Is the FCC purposefully screwing up US school broadband projects?

Answer: Yes, but it's hard to prove

And others

Martinez is not the only one angry. Education Week spoke to a number of people tracking efforts to build new networks and found a disturbing pattern of unnecessary requests for further details from USAC followed by vague reasons for denying applications.

In many cases, schools have spent years inking deals with nearby businesses and other funding sources and then paying consultants to handle the waves of paperwork only to find their applications rejected for reasons that are entirely unclear.

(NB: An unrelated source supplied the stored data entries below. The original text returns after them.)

// Copyright 2025 the Thicket Authors
// SPDX-License-Identifier: Apache-2.0 OR MIT

//! Thicket Coalesce: content-addressed request coalescing.
//!
//! ## Overview
//!
//! When many callers ask for the same expensive thing at nearly the same
//! time, the underlying operation should run once and everyone should get
//! its result. [`Coalescer`] keys each request by a deterministic structural
//! hash of its input and guarantees that, per key, at most one operation is
//! ever in flight; callers that arrive while a key is staged or in flight
//! attach to it and observe the same settlement. On top of that it batches:
//! distinct keys staged within a debounce window (or up to a size threshold)
//! submit as one multi-input operation call.
//!
//! The crate is sans-IO. It never calls the operation, owns no timer, and
//! returns [`Ticket`]s instead of futures. The host:
//!
//! 1. calls [`Coalescer::submit`] per request, remembering the ticket;
//! 2. dispatches a [`Batch`] whenever `submit` hands one back or
//!    [`Coalescer::take_due`] releases one at the deadline from
//!    [`Coalescer::deadline`];
//! 3. runs the operation over `batch.inputs` (one call, submission order);
//! 4. feeds the outcome to [`Coalescer::resolve`] or [`Coalescer::reject`]
//!    and settles the returned tickets with its own promise/future machinery.
//!
//! Operation failure settles every waiting ticket for the batch's keys with
//! the host's error, is never cached, and is never retried from in here.
//!
//! [`Deduped`] is the single-input specialization — batch size one, caching
//! on, zero debounce — i.e. pure in-flight deduplication plus a permanent
//! result cache.
//!
//! ## Minimal example
//!
//! ```rust
//! use thicket_coalesce::{Coalescer, CoalesceOptions, Submit};
//!
//! let mut lookup: Coalescer<u32, &'static str> = Coalescer::new(CoalesceOptions {
//!     size: Some(2),
//!     timeout_ms: 1_000,
//!     ..CoalesceOptions::default()
//! });
//!
//! let first = match lookup.submit(7, 0) {
//!     Submit::Pending(ticket) => ticket,
//!     _ => unreachable!(),
//! };
//! // Hitting the size threshold releases the batch immediately.
//! let (second, batch) = match lookup.submit(8, 0) {
//!     Submit::Flush(ticket, batch) => (ticket, batch),
//!     _ => unreachable!(),
//! };
//! assert_eq!(batch.inputs, vec![7, 8]);
//!
//! let settled = lookup.resolve(batch.id, vec!["seven", "eight"]);
//! assert_eq!(settled, vec![(first, "seven"), (second, "eight")]);
//! ```
//!
//! This crate is `no_std` and uses `alloc`.

#![no_std]

extern crate alloc;

mod coalescer;
mod deduped;

pub use coalescer::{Batch, BatchId, CoalesceOptions, Coalescer, Submit, Ticket};
pub use deduped::Deduped;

In one example, the CEO of a company in Utah that specializes in such projects, Ray Timothy, spent four years working on a project to run 70 miles of fiber in a remote part of the state, pulling in millions of private capital to make it happen, only to be denied federal funds for reasons he is still unsure about. He is certain that he answered every request for information – including some that required handing over commercially sensitive records – and even asked for and had a meeting with FCC boss Ajit Pai to request that his case be looked at. It remains unapproved.

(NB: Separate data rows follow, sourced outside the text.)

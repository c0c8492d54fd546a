// Copyright 2025 the Thicket Authors
// SPDX-License-Identifier: Apache-2.0 OR MIT

use criterion::{BatchSize, Criterion, black_box, criterion_group, criterion_main};
use thicket_coalesce::{CoalesceOptions, Coalescer, Submit};

fn bench_submit(c: &mut Criterion) {
    let mut group = c.benchmark_group("coalesce");

    group.bench_function("submit_1024_distinct_then_flush", |b| {
        b.iter_batched(
            || {
                Coalescer::<u64, u64>::new(CoalesceOptions {
                    timeout_ms: 10,
                    ..CoalesceOptions::default()
                })
            },
            |mut coalescer| {
                for input in 0..1024_u64 {
                    black_box(coalescer.submit(input, 0));
                }
                let batch = coalescer.take_due(10).expect("batch due");
                let outputs: Vec<u64> = batch.inputs.iter().map(|i| i * 2).collect();
                black_box(coalescer.resolve(batch.id, outputs));
            },
            BatchSize::SmallInput,
        );
    });

    group.bench_function("submit_1024_repeat_key", |b| {
        b.iter_batched(
            || {
                Coalescer::<u64, u64>::new(CoalesceOptions {
                    timeout_ms: 10,
                    ..CoalesceOptions::default()
                })
            },
            |mut coalescer| {
                for _ in 0..1024 {
                    black_box(coalescer.submit(7, 0));
                }
            },
            BatchSize::SmallInput,
        );
    });

    group.bench_function("cached_hit", |b| {
        let mut coalescer = Coalescer::<u64, u64>::new(CoalesceOptions {
            cache: true,
            size: Some(1),
            ..CoalesceOptions::default()
        });
        if let Submit::Flush(_, batch) = coalescer.submit(7, 0) {
            coalescer.resolve(batch.id, vec![14]);
        }
        b.iter(|| black_box(coalescer.submit(black_box(7), 0)));
    });

    group.finish();
}

criterion_group!(benches, bench_submit);
criterion_main!(benches);
// Copyright 2025 the Thicket Authors
// SPDX-License-Identifier: Apache-2.0 OR MIT

//! Per-element observers: position, size, and interior scroll.

use kurbo::{Point, Size, Vec2};
use thicket_reactive::Gated;

use crate::round::round_to_tenth;
use crate::source::GeometrySource;

/// Observes an element's top-left corner in page coordinates.
///
/// The sampled value is the viewport rectangle origin plus the page scroll
/// offset, so it stays correct while the page scrolls. The host forwards
/// window scroll, wheel, and resize events to [`ElementPosition::refresh`];
/// [`ElementPosition::retarget`] re-samples eagerly.
#[derive(Debug)]
pub struct ElementPosition<E> {
    target: Option<E>,
    value: Gated<Point>,
}

impl<E> ElementPosition<E> {
    /// Create an observer with no target; reports [`Point::ZERO`].
    pub fn new() -> Self {
        Self {
            target: None,
            value: Gated::new(Point::ZERO),
        }
    }

    /// Replace the watched element and re-sample immediately.
    ///
    /// Returns `true` if the observed position changed. The host should tear
    /// down event subscriptions for the previous target when this is called;
    /// the observer itself never holds more than the current one.
    pub fn retarget(&mut self, target: Option<E>, source: &impl GeometrySource<E>) -> bool {
        self.target = target;
        self.refresh(source)
    }

    /// Re-sample after a window scroll, wheel, or resize event.
    ///
    /// Returns `true` if the observed position changed.
    pub fn refresh(&mut self, source: &impl GeometrySource<E>) -> bool {
        let sampled = match &self.target {
            Some(target) => match source.viewport_rect(target) {
                Some(rect) => rect.origin() + source.page_scroll(),
                None => Point::ZERO,
            },
            None => Point::ZERO,
        };
        self.value.set(sampled)
    }

    /// The current page-coordinate position.
    pub fn get(&self) -> Point {
        *self.value.get()
    }

    /// Change version of the observed position.
    pub fn version(&self) -> u64 {
        self.value.version()
    }
}

impl<E> Default for ElementPosition<E> {
    fn default() -> Self {
        Self::new()
    }
}

/// Observes an element's border-box size, rounded to one decimal place.
///
/// The host wires its resize-observation mechanism to
/// [`ElementSize::resized`]; [`ElementSize::retarget`] re-samples eagerly so
/// a fresh target is measured before its first resize callback.
#[derive(Debug)]
pub struct ElementSize<E> {
    target: Option<E>,
    value: Gated<Size>,
}

impl<E> ElementSize<E> {
    /// Create an observer with no target; reports [`Size::ZERO`].
    pub fn new() -> Self {
        Self {
            target: None,
            value: Gated::new(Size::ZERO),
        }
    }

    /// Replace the watched element and re-sample immediately.
    ///
    /// Returns `true` if the observed size changed.
    pub fn retarget(&mut self, target: Option<E>, source: &impl GeometrySource<E>) -> bool {
        self.target = target;
        self.resized(source)
    }

    /// Re-sample after a resize observation fired for the target.
    ///
    /// Returns `true` if the observed size changed. Sub-tenth jitter from the
    /// host's measurements is rounded away before the equality gate, so it
    /// never reads as change.
    pub fn resized(&mut self, source: &impl GeometrySource<E>) -> bool {
        let sampled = match &self.target {
            Some(target) => match source.viewport_rect(target) {
                Some(rect) => Size::new(
                    round_to_tenth(rect.width()),
                    round_to_tenth(rect.height()),
                ),
                None => Size::ZERO,
            },
            None => Size::ZERO,
        };
        self.value.set(sampled)
    }

    /// The current rounded size.
    pub fn get(&self) -> Size {
        *self.value.get()
    }

    /// Change version of the observed size.
    pub fn version(&self) -> u64 {
        self.value.version()
    }
}

impl<E> Default for ElementSize<E> {
    fn default() -> Self {
        Self::new()
    }
}

/// Observes an element's own interior scroll offset.
#[derive(Debug)]
pub struct ElementScroll<E> {
    target: Option<E>,
    value: Gated<Vec2>,
}

impl<E> ElementScroll<E> {
    /// Create an observer with no target; reports [`Vec2::ZERO`].
    pub fn new() -> Self {
        Self {
            target: None,
            value: Gated::new(Vec2::ZERO),
        }
    }

    /// Replace the watched element and re-sample immediately.
    ///
    /// Returns `true` if the observed offset changed.
    pub fn retarget(&mut self, target: Option<E>, source: &impl GeometrySource<E>) -> bool {
        self.target = target;
        self.scrolled(source)
    }

    /// Re-sample after the target's scroll event.
    ///
    /// Returns `true` if the observed offset changed.
    pub fn scrolled(&mut self, source: &impl GeometrySource<E>) -> bool {
        let sampled = match &self.target {
            Some(target) => source.element_scroll(target),
            None => Vec2::ZERO,
        };
        self.value.set(sampled)
    }

    /// The current interior scroll offset.
    pub fn get(&self) -> Vec2 {
        *self.value.get()
    }

    /// Change version of the observed offset.
    pub fn version(&self) -> u64 {
        self.value.version()
    }
}

impl<E> Default for ElementScroll<E> {
    fn default() -> Self {
        Self::new()
    }
}

#[cfg(test)]
mod tests {
    use super::*;
    use kurbo::Rect;

    struct StubHost {
        rect: Option<Rect>,
        element_scroll: Vec2,
        page_scroll: Vec2,
    }

    impl StubHost {
        fn new(rect: Option<Rect>) -> Self {
            Self {
                rect,
                element_scroll: Vec2::ZERO,
                page_scroll: Vec2::ZERO,
            }
        }
    }

    impl GeometrySource<u32> for StubHost {
        fn viewport_rect(&self, _element: &u32) -> Option<Rect> {
            self.rect
        }

        fn element_scroll(&self, _element: &u32) -> Vec2 {
            self.element_scroll
        }

        fn page_scroll(&self) -> Vec2 {
            self.page_scroll
        }

        fn viewport(&self) -> Size {
            Size::new(800.0, 600.0)
        }
    }

    #[test]
    fn absent_target_reports_zero_defaults() {
        let host = StubHost::new(Some(Rect::new(10.0, 10.0, 50.0, 30.0)));
        let mut position: ElementPosition<u32> = ElementPosition::new();
        let mut size: ElementSize<u32> = ElementSize::new();
        let mut scroll: ElementScroll<u32> = ElementScroll::new();

        assert!(!position.refresh(&host));
        assert!(!size.resized(&host));
        assert!(!scroll.scrolled(&host));

        assert_eq!(position.get(), Point::ZERO);
        assert_eq!(size.get(), Size::ZERO);
        assert_eq!(scroll.get(), Vec2::ZERO);
    }

    #[test]
    fn position_combines_viewport_rect_with_page_scroll() {
        let mut host = StubHost::new(Some(Rect::new(40.0, 30.0, 90.0, 50.0)));
        let mut position = ElementPosition::new();

        assert!(position.retarget(Some(1_u32), &host));
        assert_eq!(position.get(), Point::new(40.0, 30.0));

        host.page_scroll = Vec2::new(5.0, 100.0);
        assert!(position.refresh(&host));
        assert_eq!(position.get(), Point::new(45.0, 130.0));
    }

    #[test]
    fn refresh_without_movement_is_not_a_change() {
        let host = StubHost::new(Some(Rect::new(40.0, 30.0, 90.0, 50.0)));
        let mut position = ElementPosition::new();
        position.retarget(Some(1_u32), &host);
        let version = position.version();

        assert!(!position.refresh(&host));
        assert!(!position.refresh(&host));
        assert_eq!(position.version(), version);
    }

    #[test]
    fn size_rounds_to_one_decimal() {
        let host = StubHost::new(Some(Rect::new(0.0, 0.0, 100.04, 49.96)));
        let mut size = ElementSize::new();

        size.retarget(Some(1_u32), &host);
        assert_eq!(size.get(), Size::new(100.0, 50.0));

        // A sub-tenth wiggle rounds to the same size and is gated out.
        let host = StubHost::new(Some(Rect::new(0.0, 0.0, 100.01, 49.99)));
        assert!(!size.resized(&host));
    }

    #[test]
    fn retarget_samples_eagerly_and_detachment_resets() {
        let host = StubHost::new(Some(Rect::new(10.0, 20.0, 60.0, 40.0)));
        let mut position = ElementPosition::new();

        assert!(position.retarget(Some(7_u32), &host));
        assert_eq!(position.get(), Point::new(10.0, 20.0));

        assert!(position.retarget(None, &host));
        assert_eq!(position.get(), Point::ZERO);
    }

    #[test]
    fn element_scroll_tracks_interior_offset() {
        let mut host = StubHost::new(Some(Rect::new(0.0, 0.0, 10.0, 10.0)));
        let mut scroll = ElementScroll::new();
        scroll.retarget(Some(1_u32), &host);

        host.element_scroll = Vec2::new(0.0, 250.0);
        assert!(scroll.scrolled(&host));
        assert_eq!(scroll.get(), Vec2::new(0.0, 250.0));
    }
}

The FCC and USAC meanwhile remain tight-lipped about what is going on. The FCC has given a vague statement about being committed to improving the situation but refuses to answer any questions in detail. And the USAC has yet to respond to repeated requests for comment.

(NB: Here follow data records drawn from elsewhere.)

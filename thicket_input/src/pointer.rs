// Copyright 2025 the Thicket Authors
// SPDX-License-Identifier: Apache-2.0 OR MIT

//! Global pointer state: page-absolute position and held buttons.

use bitflags::bitflags;
use kurbo::{Point, Vec2};
use thicket_reactive::Gated;

bitflags! {
    /// Pointer buttons currently held down.
    #[derive(Clone, Copy, Debug, PartialEq, Eq, Hash)]
    pub struct PointerButtons: u8 {
        /// Primary button (usually left).
        const PRIMARY   = 0b0000_0001;
        /// Secondary button (usually right).
        const SECONDARY = 0b0000_0010;
        /// Auxiliary button (usually middle).
        const AUXILIARY = 0b0000_0100;
    }
}

/// The window's pointer, tracked in page coordinates.
///
/// The host feeds viewport-relative move/hover positions and the running page
/// scroll offset; the combined page-absolute position sits behind an equality
/// gate so consumers only see it move when the sum actually changes. Scrolling
/// the page moves the page-absolute cursor even while the physical pointer is
/// still, which is exactly what anchor-at-cursor placement wants.
///
/// Held buttons follow the usual release rules: a button is held between its
/// down and up events, and a window blur releases everything (the up event is
/// lost to another window).
#[derive(Debug)]
pub struct PointerState {
    client: Point,
    page_scroll: Vec2,
    position: Gated<Point>,
    buttons: PointerButtons,
}

impl PointerState {
    /// Create the state with the cursor at the origin and no buttons held.
    pub fn new() -> Self {
        Self {
            client: Point::ZERO,
            page_scroll: Vec2::ZERO,
            position: Gated::new(Point::ZERO),
            buttons: PointerButtons::empty(),
        }
    }

    /// Feed a pointer position in viewport coordinates, from any event that
    /// carries one (move, hover, press).
    ///
    /// Returns `true` if the page-absolute position changed.
    pub fn on_pointer_move(&mut self, client: Point) -> bool {
        self.client = client;
        self.recombine()
    }

    /// Feed the page scroll offset after a scroll or resize event.
    ///
    /// Returns `true` if the page-absolute position changed.
    pub fn on_page_scroll(&mut self, offset: Vec2) -> bool {
        self.page_scroll = offset;
        self.recombine()
    }

    /// Record a button press.
    pub fn on_button_down(&mut self, button: PointerButtons) {
        self.buttons |= button;
    }

    /// Record a button release.
    pub fn on_button_up(&mut self, button: PointerButtons) {
        self.buttons -= button;
    }

    /// The window lost focus; release everything.
    pub fn on_blur(&mut self) {
        self.buttons = PointerButtons::empty();
    }

    /// Page-absolute cursor position.
    pub fn position(&self) -> Point {
        *self.position.get()
    }

    /// Change version of the page-absolute position.
    pub fn position_version(&self) -> u64 {
        self.position.version()
    }

    /// Buttons currently held.
    pub fn buttons(&self) -> PointerButtons {
        self.buttons
    }

    /// `true` while any button is held.
    ///
    /// Hover triggers consult this so a drag passing over them does not open
    /// anything.
    pub fn held(&self) -> bool {
        !self.buttons.is_empty()
    }

    fn recombine(&mut self) -> bool {
        self.position.set(self.client + self.page_scroll)
    }
}

impl Default for PointerState {
    fn default() -> Self {
        Self::new()
    }
}

#[cfg(test)]
mod tests {
    use super::*;

    #[test]
    fn position_combines_client_and_scroll() {
        let mut pointer = PointerState::new();
        assert!(pointer.on_pointer_move(Point::new(100.0, 40.0)));
        assert_eq!(pointer.position(), Point::new(100.0, 40.0));

        assert!(pointer.on_page_scroll(Vec2::new(0.0, 300.0)));
        assert_eq!(pointer.position(), Point::new(100.0, 340.0));
    }

    #[test]
    fn unmoved_position_does_not_notify() {
        let mut pointer = PointerState::new();
        pointer.on_pointer_move(Point::new(10.0, 10.0));
        let version = pointer.position_version();

        assert!(!pointer.on_pointer_move(Point::new(10.0, 10.0)));
        assert!(!pointer.on_page_scroll(Vec2::ZERO));
        assert_eq!(pointer.position_version(), version);
    }

    #[test]
    fn compensating_scroll_and_move_cancel_out() {
        let mut pointer = PointerState::new();
        pointer.on_pointer_move(Point::new(50.0, 50.0));
        let version = pointer.position_version();

        // Cursor moves up by the same amount the page scrolled down.
        pointer.on_page_scroll(Vec2::new(0.0, 20.0));
        assert!(pointer.on_pointer_move(Point::new(50.0, 30.0)));
        assert_eq!(pointer.position(), Point::new(50.0, 50.0));
        // Two real changes happened along the way.
        assert_eq!(pointer.position_version(), version + 2);
    }

    #[test]
    fn held_spans_down_to_up() {
        let mut pointer = PointerState::new();
        assert!(!pointer.held());

        pointer.on_button_down(PointerButtons::PRIMARY);
        assert!(pointer.held());

        pointer.on_button_down(PointerButtons::SECONDARY);
        pointer.on_button_up(PointerButtons::PRIMARY);
        assert!(pointer.held());

        pointer.on_button_up(PointerButtons::SECONDARY);
        assert!(!pointer.held());
    }

    #[test]
    fn blur_releases_held_buttons() {
        let mut pointer = PointerState::new();
        pointer.on_button_down(PointerButtons::PRIMARY);

        pointer.on_blur();

        assert!(!pointer.held());
        assert_eq!(pointer.buttons(), PointerButtons::empty());
    }
}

What seasoned FCC observers suspect however is that the schools' effort to get fast and stable internet access has hits the rocks of Pai's extraordinary subservience to large cable companies.

For years, the large cable companies have responded extremely aggressively to any efforts by others to build fiber networks, even drafting and passing legislation in multiple state capitals that have shut down efforts for municipal broadband networks.

Having your Pai and eating it

It's a question worth asking: Why is the FCC boss being such a jerk?


And as chair of the FCC, Pai has repeatedly introduced new rules or sought to overturn existing rules that serve only to benefit large cable companies, even going so far as to try to rewrite the definition of broadband so cable companies can claim greater coverage of the country and greater competition while retaining the exact same internet speeds.

The rules allowing schools to apply for funding for new fiber networks was introduced by the FCC under Pai's predecessor as a way to force the issue. But as with many of the Obama-era rules, Pai has set about either scrapping them or, if getting rid of them would be politically difficult, undermining them through bureaucratic changes.

It's fair to say that scrapping rules that allow schools to get faster and reliable internet access would not be a popular move. And so it appears the applications are simply being buried in paperwork and shoddy denials.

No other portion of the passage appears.